Sin embargo, a pesar de todo el revuelo, no está claro si un evento que el presidente ha anunciado como «El espectáculo más grande del mundo» resonará más allá de sus seguidores más acérrimos.

Obtuvo apoyo entre hombres y votantes jóvenes que lo apoyaron con entusiasmo en 2024, pero desde entonces se han vuelto más escépticos en medio de persistentes preocupaciones sobre el costo de vida y la frustración por la guerra con Irán.

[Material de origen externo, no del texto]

//! Raster-to-particle conversion.
//!
//! Pixels are scanned row-major, top-to-bottom and left-to-right. Emission
//! stops as soon as the capacity estimate is reached, so under a tight
//! capacity the emitted particles are biased toward the top of the image.

use rand::Rng;
use tracing::debug;

use crate::config::GenerationParameters;
use crate::error::Error;
use crate::particles::cloud::{BRIGHTNESS_FALLBACK, POSITION_FALLBACK, ParticleCloud, SIZE_FALLBACK};
use crate::particles::raster::RasterView;
use crate::processing::color::{brightness, particle_color};

/// Pixels with less alpha than this never become particles.
pub const MIN_ALPHA: f32 = 0.1;

/// Over-allocation applied to the capacity estimate when sampling.
const SAMPLING_HEADROOM: f32 = 1.2;

/// A secondary raster mixed into the primary at `factor` (0 = primary only).
#[derive(Debug, Clone, Copy)]
pub struct Blend<'a> {
    pub secondary: RasterView<'a>,
    pub factor: f32,
}

/// Number of particle slots allocated for a raster of `total_pixels`.
pub fn estimate_capacity(total_pixels: usize, density: f32) -> usize {
    if density < 1.0 {
        let estimate = (total_pixels as f32 * density.max(0.0) * SAMPLING_HEADROOM).floor() as usize;
        estimate.min(total_pixels)
    } else {
        total_pixels
    }
}

/// Converts `primary` (optionally blended with a same-sized secondary raster)
/// into a particle cloud.
///
/// `rng` drives the per-pixel density trial; with `particle_density == 1` it
/// is never consulted and the result depends only on the pixels.
///
/// # Errors
/// Returns [`Error::DimensionMismatch`] when a blend raster differs in size.
pub fn generate<R: Rng + ?Sized>(
    primary: RasterView<'_>,
    params: &GenerationParameters,
    blend: Option<Blend<'_>>,
    rng: &mut R,
) -> Result<ParticleCloud, Error> {
    if let Some(blend) = &blend {
        if blend.secondary.dimensions() != primary.dimensions() {
            return Err(Error::DimensionMismatch {
                primary: primary.dimensions(),
                secondary: blend.secondary.dimensions(),
            });
        }
    }
    if primary.is_empty() {
        return Ok(ParticleCloud::with_capacity(0));
    }

    let (width, height) = primary.dimensions();
    let total_pixels = width as usize * height as usize;
    let density = params.particle_density;
    let sampling = density < 1.0;
    let mut cloud = ParticleCloud::with_capacity(estimate_capacity(total_pixels, density));
    let blend = blend.filter(|b| b.factor > 0.0);
    let half_w = width as f32 / 2.0;
    let half_h = height as f32 / 2.0;

    'scan: for py in 0..height {
        for px in 0..width {
            if cloud.is_full() {
                break 'scan;
            }
            let index = (py as usize * width as usize + px as usize) * 4;
            let [mut r, mut g, mut b, mut alpha] = primary.sample(index);
            if let Some(blend) = &blend {
                let t = blend.factor;
                let [r2, g2, b2, a2] = blend.secondary.sample(index);
                r = lerp(r, r2, t);
                g = lerp(g, g2, t);
                b = lerp(b, b2, t);
                alpha = lerp(alpha, a2, t);
            }
            let lum = brightness([r, g, b]);

            if lum < params.brightness_threshold || alpha < MIN_ALPHA {
                continue;
            }
            if sampling && rng.random::<f32>() >= density {
                continue;
            }

            let position = [
                finite_or((px as f32 - half_w) / 100.0 * params.image_scale, POSITION_FALLBACK),
                finite_or(-((py as f32 - half_h) / 100.0) * params.image_scale, POSITION_FALLBACK),
                finite_or(lum * params.depth_multiplier, POSITION_FALLBACK),
            ];
            let color = particle_color(params.color_mode, [r, g, b], lum);
            let size = finite_or(params.point_size * (0.5 + lum * 0.5), SIZE_FALLBACK);
            cloud.push(position, color, size, finite_or(lum, BRIGHTNESS_FALLBACK));
        }
    }

    cloud.sanitize();
    debug!(
        particles = cloud.len(),
        capacity = cloud.capacity(),
        width,
        height,
        density,
        blended = blend.is_some(),
        "generated particle cloud"
    );
    Ok(cloud)
}

fn lerp(a: f32, b: f32, t: f32) -> f32 {
    a * (1.0 - t) + b * t
}

fn finite_or(value: f32, fallback: f32) -> f32 {
    if value.is_finite() { value } else { fallback }
}
use palette::{FromColor, Hsl, Srgb};

use crate::config::ColorMode;

const RAINBOW_SATURATION: f32 = 0.8;
const RAINBOW_LIGHTNESS: f32 = 0.6;

/// Mean of the red, green and blue channels.
pub fn brightness(rgb: [f32; 3]) -> f32 {
    (rgb[0] + rgb[1] + rgb[2]) / 3.0
}

/// Converts HSL with every component in `0..=1` to RGB in `0..=1`.
pub fn hsl_to_rgb(hue: f32, saturation: f32, lightness: f32) -> [f32; 3] {
    let hsl: Hsl = Hsl::new(hue.rem_euclid(1.0) * 360.0, saturation, lightness);
    let rgb: Srgb = Srgb::from_color(hsl);
    [rgb.red, rgb.green, rgb.blue]
}

/// Particle color for a sampled pixel under `mode`.
pub fn particle_color(mode: ColorMode, rgb: [f32; 3], brightness: f32) -> [f32; 3] {
    match mode {
        ColorMode::Original => rgb,
        ColorMode::Brightness => [brightness; 3],
        ColorMode::Rainbow => hsl_to_rgb(
            brightness * 0.8 + 0.1,
            RAINBOW_SATURATION,
            RAINBOW_LIGHTNESS,
        ),
    }
}

/// Placeholder-cloud color for a hue in `0..=1`.
pub fn rainbow_hue(hue: f32) -> [f32; 3] {
    hsl_to_rgb(hue, RAINBOW_SATURATION, RAINBOW_LIGHTNESS)
}
use std::path::PathBuf;
use std::str::FromStr;

use anyhow::{Context, Result, anyhow, bail};

use crate::config::TransitionMode;
use crate::particles::raster::RasterImage;

#[derive(Debug, Clone)]
pub struct LoadImage(pub PathBuf);

/// A decoded image ready to join the collection.
#[derive(Debug, Clone)]
pub struct ImageLoaded(pub RasterImage);

#[derive(Debug)]
pub struct InvalidImage {
    pub path: PathBuf,
    pub reason: String,
}

/// Commands accepted from the outer UI layer.
#[derive(Debug, Clone, PartialEq)]
pub enum Command {
    Add(RasterImage),
    RemoveCurrent,
    Clear,
    Select(usize),
    Next,
    Prev,
    ResetTransition,
    SetAuto(bool),
    SetMode(TransitionMode),
    Status,
    Quit,
}

impl FromStr for Command {
    type Err = anyhow::Error;

    /// Parses the line-oriented text form used on stdin, e.g. `select 2`.
    fn from_str(line: &str) -> Result<Self> {
        let mut words = line.split_whitespace();
        let Some(verb) = words.next() else {
            bail!("empty command");
        };
        let arg = words.next();
        let cmd = match (verb, arg) {
            ("next", None) => Command::Next,
            ("prev", None) => Command::Prev,
            ("remove", None) => Command::RemoveCurrent,
            ("clear", None) => Command::Clear,
            ("reset", None) => Command::ResetTransition,
            ("status", None) => Command::Status,
            ("quit", None) => Command::Quit,
            ("select", Some(index)) => Command::Select(
                index
                    .parse()
                    .with_context(|| format!("invalid image index '{index}'"))?,
            ),
            ("auto", Some("on")) => Command::SetAuto(true),
            ("auto", Some("off")) => Command::SetAuto(false),
            ("mode", Some(mode)) => Command::SetMode(mode.parse()?),
            _ => return Err(anyhow!("unrecognized command '{}'", line.trim())),
        };
        if words.next().is_some() {
            bail!("too many arguments in '{}'", line.trim());
        }
        Ok(cmd)
    }
}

El presidente ha minimizado repetidamente las preocupaciones sobre el impacto interno del conflicto, descartando el aumento de la inflación como un efecto secundario menor de su búsqueda de una mayor seguridad nacional. Una encuesta de esta semana mostró que sólo el 16% de los estadounidenses creía que el evento repleto de estrellas era apropiado, días después de que Trump nuevamente restara importancia a la creciente inflación, que ha encarecido los bienes cotidianos.

En ese contexto, una noche de peleas de UFC no resolverá las preocupaciones de muchos de sus seguidores, dijo Art Davie, uno de los fundadores originales del torneo que se convirtió en UFC.

Los trabajadores prepararon el escenario para UFC Freedom 250 en el Lincoln Memorial el 9 de junio.

Davie, quien una vez trabajó con Trump cuando era un joven cadete en la Academia Militar de Nueva York, le dijo a CNN que apoyó y votó por el presidente en 2016, 2020 y 2024. Dio la bienvenida a la propuesta de Trump de llevar el UFC al Jardín Sur, calificándolo de un evento legitimador para el deporte. McCain lo describe como una «pelea de gallos humana».

Pero al igual que otros, le preocupan los errores de Trump en el exterior. Davie, un votante republicano desde hace mucho tiempo, dijo que la guerra de Irán representa una traición a la promesa original del presidente de evitar los errores de sus predecesores y no iniciar nuevos conflictos. Las sugerencias posteriores de Trump de que podría tomar Cuba por la fuerza no hicieron más que aumentar esta frustración.

«Hizo una serie de declaraciones de campaña sobre no guerra que encontré creíbles y convincentes», dijo Davie. «Por eso no estoy contento de que haya decidido ir a la guerra con Irán el 28 de febrero, y no estoy seguro de que haya sido una buena decisión».

En los esfuerzos de Trump por remodelar tanto el terreno de la Casa Blanca como el equilibrio de poder global, añadió Davie, ve un tema común entre sus contemporáneos: una mayor atención al legado que dejarán atrás.

«En este momento está muy orientado al legado», dijo. «Pero no hace falta ser un genio para saber hasta dónde se quiere llegar o hacia dónde se quiere llegar con algo como estos desastres extranjeros».